Exploratory analysis part of the Data Mining course. All the utility functions are used from the ICML 2020 Workshop on Graph Representation Learning and Beyond repository.
We are also comparing our COPAC implementation with the ELKI implementation which is why the *.jar is part of this repository.
Just clone this repository and install packages with pip from the requirements.txt
file. I altered some
of the code from the TUDataset repo so that we don't have to deal with the correct version numnber of torch
since we don't need torch for our uses anyway.
Clone the repo.
git clone https://github.com/chrisonntag/imdb-analysis-copac.git
(or use some UI client)
Create a virtual environement. This creates a directory env/
where all the dependencies will be installed.
python3 -m venv env
Choose the environment.
source env/bin/activate
Install all requirements.
pip install -r requirements.txt
Open Jupyter lab.
jupyter lab
Everything should work from hereon since all needed artifacts are part of this repo as well.
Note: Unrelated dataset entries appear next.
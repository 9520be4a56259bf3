// SPDX-License-Identifier: PMPL-1.0-or-later

//! Locale identifiers and language metadata.
//!
//! ## Supported shapes
//!
//! | Input          | Normalized   | Fallback chain             |
//! |----------------|--------------|----------------------------|
//! | `zh_CN.UTF-8`  | `zh_CN`      | `zh_CN`, `zh`              |
//! | `en-US`        | `en_US`      | `en_US`, `en`              |
//! | `zh-Hans-CN`   | `zh_Hans_CN` | `zh_Hans_CN`, `zh_Hans`, `zh` |
//! | `ja`           | `ja`         | `ja`                       |
//!
//! Plural rules are chosen from the language subtag so that numerus
//! messages pick the right `<numerusform>`.

mod iso639;
mod locale;
mod plural;

pub use iso639::{is_valid_iso639_1, language_name, native_name};
pub use locale::{detect_locale_with, detect_system_locale, Locale, LOCALE_ENV_VARS};
pub use plural::PluralRule;
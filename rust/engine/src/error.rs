// This Source Code Form is subject to the terms of the Mozilla Public
// License, v. 2.0. If a copy of the MPL was not distributed with this
// file, You can obtain one at https://mozilla.org/MPL/2.0/.

//! Error types for the regroup pipeline.
//!
//! Every abort path except [`StaleReference`] fires before the first
//! transaction, leaving the document untouched. Stale references are the
//! accepted partial-failure case: they are collected per group inside the
//! transform outcome rather than failing the whole operation.

use grouplift_core::ElementKey;

use crate::selection::SelectionError;

/// Result type alias for pipeline operations.
pub type Result<T> = std::result::Result<T, Error>;

/// Errors that can occur while preparing or executing a regroup transform.
#[derive(Debug, thiserror::Error)]
pub enum Error {
    /// The selection was empty or contained a non-group element.
    #[error(transparent)]
    Selection(#[from] SelectionError),

    /// The document is a detached copy and the actor has no override.
    #[error("document is a detached copy and {actor:?} is not an authorized override identity")]
    DetachedDocument { actor: String },

    /// Nested instances exist among the target's same-named groups.
    #[error("group type {type_name:?} has nested instances; flattening nested groups is not supported")]
    UnsafeNested { type_name: String },

    /// Audit record serialization failed.
    #[error("serialization error: {0}")]
    Serialization(String),

    /// A document-level mutation failed.
    #[error(transparent)]
    Core(#[from] grouplift_core::Error),
}

/// A snapshotted member id no longer resolved to a live element at rebuild
/// time. The affected group stays flattened; independent groups that were
/// already rebuilt are unaffected.
#[derive(Debug, Clone, PartialEq, Eq, thiserror::Error)]
#[error("stale reference: member {member:?} of group {group_name:?} no longer resolves")]
pub struct StaleReference {
    pub group_name: String,
    pub member: ElementKey,
}
// This Source Code Form is subject to the terms of the Mozilla Public
// License, v. 2.0. If a copy of the MPL was not distributed with this
// file, You can obtain one at https://mozilla.org/MPL/2.0/.

//! Pure member-id remapping between old and rebuilt container identities.
//!
//! An ancestor's snapshot references a target by the container key it had
//! before flattening. By rebuild time that key is dead and the target lives
//! under a fresh key. Remapping substitutes the new key wherever an old one
//! appears, leaving every other entry and the relative order untouched. The
//! input snapshot list is never mutated.

use rustc_hash::FxHashMap;

use grouplift_core::ElementKey;

/// Maps a member-id list through an old-key → new-key table.
///
/// Ids absent from the table pass through unchanged.
pub fn remap_member_ids(
    members: &[ElementKey],
    mapping: &FxHashMap<ElementKey, ElementKey>,
) -> Vec<ElementKey> {
    members
        .iter()
        .map(|id| mapping.get(id).copied().unwrap_or(*id))
        .collect()
}
// This Source Code Form is subject to the terms of the Mozilla Public
// License, v. 2.0. If a copy of the MPL was not distributed with this
// file, You can obtain one at https://mozilla.org/MPL/2.0/.

//! Hazard classification for a set of regroup targets.
//!
//! Classification is a pure read pass over the document. The outcomes:
//!
//! - **Proceed** — every target's type is placed exactly once, nothing
//!   nested.
//! - **Warn** — a target's type name is shared by multiple placed
//!   instances, so edits after ungrouping will propagate to the siblings;
//!   escalated to a dimension risk when any member of any same-named
//!   instance carries a dimension dependent that could silently break.
//! - **AbortUnsafe** — nesting is present anywhere among same-named
//!   instances. Flattening nested groups is unsupported; the whole
//!   operation must stop with zero mutations.
//!
//! Warnings do not block the transform. An abort supersedes everything,
//! including the one-level ancestor handling the hierarchy extractor
//! models.

use rustc_hash::FxHashSet;
use tracing::debug;

use grouplift_core::{Category, Document, ElementKey};

/// A non-fatal hazard surfaced to the user before the transform runs.
#[derive(Debug, Clone, PartialEq, Eq)]
pub enum Warning {
    /// Multiple placed instances share the type; member edits propagate.
    MemberModificationRisk {
        type_name: String,
        placed_instances: usize,
    },
    /// Same, but members carry dimension constraints that may break.
    DimensionRisk {
        type_name: String,
        dimension_count: usize,
    },
}

/// Overall classification for one regroup operation.
#[derive(Debug, Clone, PartialEq, Eq)]
pub enum Hazard {
    /// No shared types, no nesting.
    Proceed,
    /// Shared-type hazards present; the transform may still run.
    Warn(Vec<Warning>),
    /// Nesting present among same-named instances; abort with no mutations.
    AbortUnsafe { type_name: String },
}

/// Classifies the given targets against the document.
///
/// Instance counting matches group type *names*, not type keys: duplicated
/// types with the same user-facing name behave as one shared template for
/// propagation purposes.
pub fn classify(doc: &Document, targets: &[ElementKey]) -> Hazard {
    let mut warnings = Vec::new();
    let mut seen_names = FxHashSet::default();

    for &target in targets {
        let Some(ty) = doc.group_type_of(target) else {
            continue;
        };
        let Some(name) = doc.group_type_name(ty).map(str::to_owned) else {
            continue;
        };
        if !seen_names.insert(name.clone()) {
            continue;
        }

        let instances = doc.group_instances_named(&name);

        if instances.iter().any(|&g| doc.parent_group(g).is_some()) {
            debug!(type_name = %name, "nested instance among same-named groups");
            return Hazard::AbortUnsafe { type_name: name };
        }

        if instances.len() > 1 {
            let dimension_count = count_dimension_dependents(doc, &instances);
            debug!(
                type_name = %name,
                placed_instances = instances.len(),
                dimension_count,
                "shared type"
            );
            if dimension_count > 0 {
                warnings.push(Warning::DimensionRisk {
                    type_name: name,
                    dimension_count,
                });
            } else {
                warnings.push(Warning::MemberModificationRisk {
                    type_name: name,
                    placed_instances: instances.len(),
                });
            }
        }
    }

    if warnings.is_empty() {
        Hazard::Proceed
    } else {
        Hazard::Warn(warnings)
    }
}

/// Counts distinct dimension annotations referencing any given instance or
/// any of its members.
fn count_dimension_dependents(doc: &Document, instances: &[ElementKey]) -> usize {
    let mut seen = FxHashSet::default();
    for &inst in instances {
        for dep in doc.dependents(inst) {
            if doc.category(dep) == Some(Category::Dimension) {
                seen.insert(dep);
            }
        }
        for &member in doc.group_members(inst).unwrap_or(&[]) {
            for dep in doc.dependents(member) {
                if doc.category(dep) == Some(Category::Dimension) {
                    seen.insert(dep);
                }
            }
        }
    }
    seen.len()
}
// This Source Code Form is subject to the terms of the Mozilla Public
// License, v. 2.0. If a copy of the MPL was not distributed with this
// file, You can obtain one at https://mozilla.org/MPL/2.0/.

//! The flatten/rebuild transform engine.
//!
//! State sequence:
//!
//! `Idle → Snapshot → Ungroup → RebuildChildren → Remap → RebuildParents → Done`
//!
//! or `Aborted` before `Snapshot` on a pre-flight rejection. Snapshot and
//! Remap are pure; every other stage runs in its own named transaction, so
//! a failure rolls back that stage alone. A stale member reference fails
//! only the affected group's rebuild — groups already rebuilt stay rebuilt,
//! and the engine neither retries nor rolls back committed phases. That
//! partially-applied state is terminal and reported, never masked.

use nalgebra::Point3;
use rustc_hash::FxHashMap;
use tracing::{debug, info, warn};

use grouplift_core::{Document, ElementKey};

use crate::audit::{self, AuditRecord, AuditSink};
use crate::error::{Error, Result, StaleReference};
use crate::guard::{check_document, GuardPolicy, Identity};
use crate::hazard::{classify, Hazard, Warning};
use crate::hierarchy::{extract, UngroupPlan};
use crate::remap::remap_member_ids;
use crate::selection::resolve_selection;
use crate::snapshot::{
    capture_ancestor, capture_target, rebuilt_name, AncestorSnapshot, GroupSnapshot,
};

/// Operation name stamped on audit records.
pub const OPERATION_NAME: &str = "Ungroup-Regroup";

// Host-side transaction labels.
const TXN_UNGROUP: &str = "Ungroup";
const TXN_REGROUP: &str = "Regroup";
const TXN_REGROUP_PARENTS: &str = "Regroup the parents";

/// One group that was flattened and rebuilt.
#[derive(Debug, Clone, PartialEq, Eq)]
pub struct RebuiltGroup {
    /// Container identity before the transform (dead afterwards).
    pub original: ElementKey,
    /// Freshly allocated container identity.
    pub rebuilt: ElementKey,
    /// Name carried by the rebuilt group's type.
    pub type_name: String,
}

/// Result of one transform attempt.
#[derive(Debug)]
pub struct TransformOutcome {
    pub rebuilt: Vec<RebuiltGroup>,
    pub rebuilt_parents: Vec<RebuiltGroup>,
    pub warnings: Vec<Warning>,
    /// Per-group rebuild failures. Non-empty means the document ended in a
    /// partially-applied state requiring manual recovery.
    pub failures: Vec<StaleReference>,
    pub audit: AuditRecord,
}

impl TransformOutcome {
    /// Returns `true` if every requested group was rebuilt.
    pub fn is_complete(&self) -> bool {
        self.failures.is_empty()
    }
}

/// Executes the snapshot → ungroup → rebuild → remap → rebuild sequence
/// against one exclusively-held document.
pub struct TransformEngine<'d> {
    doc: &'d mut Document,
}

impl<'d> TransformEngine<'d> {
    pub fn new(doc: &'d mut Document) -> Self {
        Self { doc }
    }

    /// Runs the fully gated pipeline: selection → guard → hazard → execute.
    ///
    /// Every rejection fires before the first transaction; the document is
    /// untouched on any `Err`. Hazard warnings do not block.
    pub fn run(
        &mut self,
        picked: &[ElementKey],
        identity: &dyn Identity,
        policy: &GuardPolicy,
    ) -> Result<TransformOutcome> {
        let targets = resolve_selection(self.doc, picked)?;
        check_document(self.doc, identity, policy)?;

        let warnings = match classify(self.doc, &targets) {
            Hazard::AbortUnsafe { type_name } => {
                warn!(type_name = %type_name, "aborting: nested instances present");
                return Err(Error::UnsafeNested { type_name });
            }
            Hazard::Warn(warnings) => {
                for warning in &warnings {
                    warn!(?warning, "hazard");
                }
                warnings
            }
            Hazard::Proceed => Vec::new(),
        };

        let plan = extract(self.doc, &targets);
        let mut outcome = self.execute(&plan, identity.display_name())?;
        outcome.warnings = warnings;
        Ok(outcome)
    }

    /// Runs the gated pipeline and hands the audit record to `sink`.
    ///
    /// A record is emitted for every attempt that reaches the transform,
    /// complete or partial; pre-flight rejections emit nothing.
    pub fn run_audited(
        &mut self,
        picked: &[ElementKey],
        identity: &dyn Identity,
        policy: &GuardPolicy,
        sink: &mut dyn AuditSink,
    ) -> Result<TransformOutcome> {
        let outcome = self.run(picked, identity, policy)?;
        sink.record(&outcome.audit);
        Ok(outcome)
    }

    /// Executes an ungroup plan without pre-flight gating.
    ///
    /// Callers are expected to classify hazards first; [`Self::run`] does.
    pub fn execute(&mut self, plan: &UngroupPlan, actor: &str) -> Result<TransformOutcome> {
        // Snapshot — strictly before any mutation.
        let ancestor_snaps: Vec<AncestorSnapshot> = plan
            .ancestors
            .iter()
            .map(|&k| capture_ancestor(self.doc, k))
            .collect::<Result<_>>()?;
        let target_snaps: Vec<GroupSnapshot> = plan
            .targets
            .iter()
            .map(|&k| capture_target(self.doc, k))
            .collect::<Result<_>>()?;

        info!(
            targets = plan.targets.len(),
            ancestors = plan.ancestors.len(),
            "starting transform"
        );

        // Ungroup — ancestors first, then targets: an ancestor's member
        // list still references each target by its live container key.
        self.doc.transaction(TXN_UNGROUP, |doc| {
            for &ancestor in &plan.ancestors {
                doc.ungroup(ancestor)?;
            }
            for &target in &plan.targets {
                doc.ungroup(target)?;
            }
            Ok::<_, Error>(())
        })?;

        // Rebuild children from the recorded member sets.
        let mut failures = Vec::new();
        let mut mapping: FxHashMap<ElementKey, ElementKey> = FxHashMap::default();
        let mut rebuilt = Vec::new();

        self.doc.transaction(TXN_REGROUP, |doc| {
            for (snap, &original) in target_snaps.iter().zip(&plan.targets) {
                match rebuild_from_members(doc, &snap.name, &snap.member_ids, Some(snap.centerpoint))
                {
                    Ok((key, type_name)) => {
                        mapping.insert(original, key);
                        rebuilt.push(RebuiltGroup {
                            original,
                            rebuilt: key,
                            type_name,
                        });
                    }
                    Err(Rebuild::Stale(member)) => failures.push(StaleReference {
                        group_name: snap.name.clone(),
                        member,
                    }),
                    Err(Rebuild::Other(e)) => return Err(e),
                }
            }
            Ok::<_, Error>(())
        })?;

        // Remap — pure. A target that failed rebuild has no mapping entry;
        // its dead key survives into the ancestor list, and the ancestor's
        // own rebuild then fails with its own stale reference.
        let remapped: Vec<Vec<ElementKey>> = ancestor_snaps
            .iter()
            .map(|snap| remap_member_ids(&snap.member_ids, &mapping))
            .collect();

        // Rebuild parents from the remapped member sets.
        let mut rebuilt_parents = Vec::new();
        self.doc.transaction(TXN_REGROUP_PARENTS, |doc| {
            for ((snap, members), &original) in
                ancestor_snaps.iter().zip(&remapped).zip(&plan.ancestors)
            {
                match rebuild_from_members(doc, &snap.name, members, None) {
                    Ok((key, type_name)) => rebuilt_parents.push(RebuiltGroup {
                        original,
                        rebuilt: key,
                        type_name,
                    }),
                    Err(Rebuild::Stale(member)) => failures.push(StaleReference {
                        group_name: snap.name.clone(),
                        member,
                    }),
                    Err(Rebuild::Other(e)) => return Err(e),
                }
            }
            Ok::<_, Error>(())
        })?;

        if failures.is_empty() {
            info!(rebuilt = rebuilt.len(), parents = rebuilt_parents.len(), "transform done");
        } else {
            warn!(
                failed = failures.len(),
                "transform finished with stale references; manual recovery required"
            );
        }

        let audit = build_audit(self.doc, actor, &target_snaps, &ancestor_snaps);
        Ok(TransformOutcome {
            rebuilt,
            rebuilt_parents,
            warnings: Vec::new(),
            failures,
            audit,
        })
    }
}

enum Rebuild {
    Stale(ElementKey),
    Other(Error),
}

/// Creates a fresh group type and instance from a recorded member set.
///
/// Member liveness is verified before anything is allocated, so a stale
/// group leaves no orphan type behind.
fn rebuild_from_members(
    doc: &mut Document,
    original_name: &str,
    members: &[ElementKey],
    centerpoint: Option<Point3<f64>>,
) -> std::result::Result<(ElementKey, String), Rebuild> {
    if let Some(&dead) = members.iter().find(|&&m| !doc.contains(m)) {
        return Err(Rebuild::Stale(dead));
    }

    let type_name = rebuilt_name(original_name);
    let ty = doc.add_group_type(type_name.clone());
    let key = match centerpoint {
        Some(cp) => doc.create_group_at(ty, members, cp),
        None => doc.create_group(ty, members),
    }
    .map_err(|e| Rebuild::Other(e.into()))?;

    debug!(name = %type_name, "rebuilt group");
    Ok((key, type_name))
}

fn build_audit(
    doc: &Document,
    actor: &str,
    targets: &[GroupSnapshot],
    ancestors: &[AncestorSnapshot],
) -> AuditRecord {
    AuditRecord {
        operation: OPERATION_NAME.to_owned(),
        actor: actor.to_owned(),
        document: audit::subject_document_name(doc.title()),
        group_names: targets.iter().map(|s| s.name.clone()).collect(),
        member_id_sets: targets
            .iter()
            .map(|s| s.member_ids.iter().copied().map(audit::element_id).collect())
            .collect(),
        parent_group_names: ancestors.iter().map(|s| s.name.clone()).collect(),
        parent_member_id_sets: ancestors
            .iter()
            .map(|s| s.member_ids.iter().copied().map(audit::element_id).collect())
            .collect(),
        group_type_ids: targets
            .iter()
            .map(|s| audit::group_type_id(s.group_type))
            .collect(),
        centerpoints: targets
            .iter()
            .map(|s| [s.centerpoint.x, s.centerpoint.y, s.centerpoint.z])
            .collect(),
    }
}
You can find the data analysis notebook for the exploratory part and our COPAC implementation
in /analysis/eda.ipynb
.
Feel free to move the COPAC implementation into its own module.
Send me your GitHub username and i'll add you to the repository as a contributor. Clone the repository and switch to the development branch
git checkout development
From there you can create a new branch with
git checkout -b YourBranchName
Do all your changes here and push it to GitHub with
git push origin YourBranchName
We can then merge it to our development/main branch. Alternatively merge it locally into the development branch.